*** DATA FOR THIS EXERCISE ***
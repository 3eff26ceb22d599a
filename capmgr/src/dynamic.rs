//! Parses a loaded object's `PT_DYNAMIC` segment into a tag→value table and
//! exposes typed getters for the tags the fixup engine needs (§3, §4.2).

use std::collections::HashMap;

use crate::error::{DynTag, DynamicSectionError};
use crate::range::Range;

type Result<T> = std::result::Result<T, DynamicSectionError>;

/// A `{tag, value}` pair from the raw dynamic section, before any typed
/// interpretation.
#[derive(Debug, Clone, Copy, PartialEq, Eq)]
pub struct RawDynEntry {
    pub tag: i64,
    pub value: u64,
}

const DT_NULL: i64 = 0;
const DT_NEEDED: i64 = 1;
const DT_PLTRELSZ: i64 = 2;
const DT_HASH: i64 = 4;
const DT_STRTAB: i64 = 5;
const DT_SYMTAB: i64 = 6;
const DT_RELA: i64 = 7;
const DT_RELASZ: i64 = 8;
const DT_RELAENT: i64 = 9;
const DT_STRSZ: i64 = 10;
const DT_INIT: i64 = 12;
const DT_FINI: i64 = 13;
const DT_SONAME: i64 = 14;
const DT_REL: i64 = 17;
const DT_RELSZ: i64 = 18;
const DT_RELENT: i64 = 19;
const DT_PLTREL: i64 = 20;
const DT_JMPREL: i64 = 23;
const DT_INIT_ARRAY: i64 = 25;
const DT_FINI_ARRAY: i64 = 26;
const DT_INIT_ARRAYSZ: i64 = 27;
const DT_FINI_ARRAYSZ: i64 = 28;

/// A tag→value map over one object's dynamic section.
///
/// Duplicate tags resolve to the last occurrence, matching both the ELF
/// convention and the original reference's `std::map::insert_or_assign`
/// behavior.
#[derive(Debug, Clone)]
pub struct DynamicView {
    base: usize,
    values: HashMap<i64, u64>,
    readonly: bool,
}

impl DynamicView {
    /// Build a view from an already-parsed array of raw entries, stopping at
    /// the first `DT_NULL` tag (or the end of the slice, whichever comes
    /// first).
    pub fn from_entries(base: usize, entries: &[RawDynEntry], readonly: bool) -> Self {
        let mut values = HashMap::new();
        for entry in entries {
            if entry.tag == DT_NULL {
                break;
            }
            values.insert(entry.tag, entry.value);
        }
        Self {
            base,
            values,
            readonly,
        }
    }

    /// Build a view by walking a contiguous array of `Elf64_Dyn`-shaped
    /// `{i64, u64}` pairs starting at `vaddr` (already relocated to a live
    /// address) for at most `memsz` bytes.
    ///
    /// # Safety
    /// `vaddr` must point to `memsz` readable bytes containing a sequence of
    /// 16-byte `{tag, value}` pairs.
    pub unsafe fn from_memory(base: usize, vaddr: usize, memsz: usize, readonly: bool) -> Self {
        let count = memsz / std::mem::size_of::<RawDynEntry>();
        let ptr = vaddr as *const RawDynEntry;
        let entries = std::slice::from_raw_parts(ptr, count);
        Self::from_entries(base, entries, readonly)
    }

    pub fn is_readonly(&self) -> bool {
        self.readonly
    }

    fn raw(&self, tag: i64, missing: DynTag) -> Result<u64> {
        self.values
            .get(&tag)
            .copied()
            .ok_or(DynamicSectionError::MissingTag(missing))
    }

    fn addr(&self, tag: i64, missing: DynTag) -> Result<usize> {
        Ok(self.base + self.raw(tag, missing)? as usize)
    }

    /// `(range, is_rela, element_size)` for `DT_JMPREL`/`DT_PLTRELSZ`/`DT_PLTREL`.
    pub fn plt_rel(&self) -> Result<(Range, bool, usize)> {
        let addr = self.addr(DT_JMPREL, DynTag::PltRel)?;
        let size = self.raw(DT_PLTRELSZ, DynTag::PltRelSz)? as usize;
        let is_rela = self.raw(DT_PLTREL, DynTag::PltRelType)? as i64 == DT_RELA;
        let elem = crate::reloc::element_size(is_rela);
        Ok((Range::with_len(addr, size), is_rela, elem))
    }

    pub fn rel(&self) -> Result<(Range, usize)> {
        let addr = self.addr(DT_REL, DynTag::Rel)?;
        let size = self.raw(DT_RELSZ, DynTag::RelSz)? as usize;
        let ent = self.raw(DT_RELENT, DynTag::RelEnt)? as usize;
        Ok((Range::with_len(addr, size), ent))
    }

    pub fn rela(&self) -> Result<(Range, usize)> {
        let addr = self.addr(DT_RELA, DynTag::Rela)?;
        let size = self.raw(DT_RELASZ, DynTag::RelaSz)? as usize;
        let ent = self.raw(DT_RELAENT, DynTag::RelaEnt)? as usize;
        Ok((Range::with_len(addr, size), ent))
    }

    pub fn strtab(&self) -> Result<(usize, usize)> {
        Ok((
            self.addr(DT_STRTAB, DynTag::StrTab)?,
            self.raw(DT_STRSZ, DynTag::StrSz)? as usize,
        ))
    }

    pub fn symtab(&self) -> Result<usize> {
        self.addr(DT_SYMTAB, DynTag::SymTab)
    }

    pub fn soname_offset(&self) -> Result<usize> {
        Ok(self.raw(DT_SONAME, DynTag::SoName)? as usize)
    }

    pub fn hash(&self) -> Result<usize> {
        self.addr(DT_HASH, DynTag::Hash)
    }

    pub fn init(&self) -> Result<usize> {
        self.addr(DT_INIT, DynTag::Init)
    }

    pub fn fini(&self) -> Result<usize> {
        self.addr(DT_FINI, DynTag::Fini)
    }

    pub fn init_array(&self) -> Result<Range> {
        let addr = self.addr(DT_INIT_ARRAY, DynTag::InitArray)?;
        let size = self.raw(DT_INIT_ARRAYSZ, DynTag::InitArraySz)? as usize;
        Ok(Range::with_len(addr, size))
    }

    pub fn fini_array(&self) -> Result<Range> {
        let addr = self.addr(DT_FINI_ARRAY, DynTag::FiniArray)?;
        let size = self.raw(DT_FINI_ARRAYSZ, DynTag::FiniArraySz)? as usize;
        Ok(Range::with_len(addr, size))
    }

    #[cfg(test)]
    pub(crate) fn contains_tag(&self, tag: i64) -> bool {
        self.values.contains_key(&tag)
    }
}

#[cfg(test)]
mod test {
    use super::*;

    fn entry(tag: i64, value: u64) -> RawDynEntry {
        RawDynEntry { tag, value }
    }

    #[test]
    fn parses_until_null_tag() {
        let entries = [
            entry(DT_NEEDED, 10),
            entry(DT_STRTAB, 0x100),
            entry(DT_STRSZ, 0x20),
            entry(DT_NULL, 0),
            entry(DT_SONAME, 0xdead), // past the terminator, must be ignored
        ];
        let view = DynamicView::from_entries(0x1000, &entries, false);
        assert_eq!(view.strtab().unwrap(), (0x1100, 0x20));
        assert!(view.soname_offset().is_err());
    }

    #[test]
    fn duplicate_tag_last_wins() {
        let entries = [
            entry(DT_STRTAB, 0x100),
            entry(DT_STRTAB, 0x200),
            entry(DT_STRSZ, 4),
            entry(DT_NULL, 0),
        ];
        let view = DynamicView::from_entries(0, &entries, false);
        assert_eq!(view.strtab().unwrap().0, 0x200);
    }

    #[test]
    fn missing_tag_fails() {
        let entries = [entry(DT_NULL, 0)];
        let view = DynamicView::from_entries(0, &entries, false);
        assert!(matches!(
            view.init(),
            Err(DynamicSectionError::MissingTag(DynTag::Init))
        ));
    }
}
*** End of DATA FOR THIS EXERCISE ***
# [TASK REQUIREMENTS]
Print only the lines that run from the start of the listing to the line bearing "use std::collections::HashMap;"; please keep the first line and that last one, exactly as they appear.

# [TASK ANSWER]
repository 3eff26ceb22d599a
filename capmgr/src/dynamic.rs
//! Parses a loaded object's `PT_DYNAMIC` segment into a tag→value table and
//! exposes typed getters for the tags the fixup engine needs (§3, §4.2).

use std::collections::HashMap;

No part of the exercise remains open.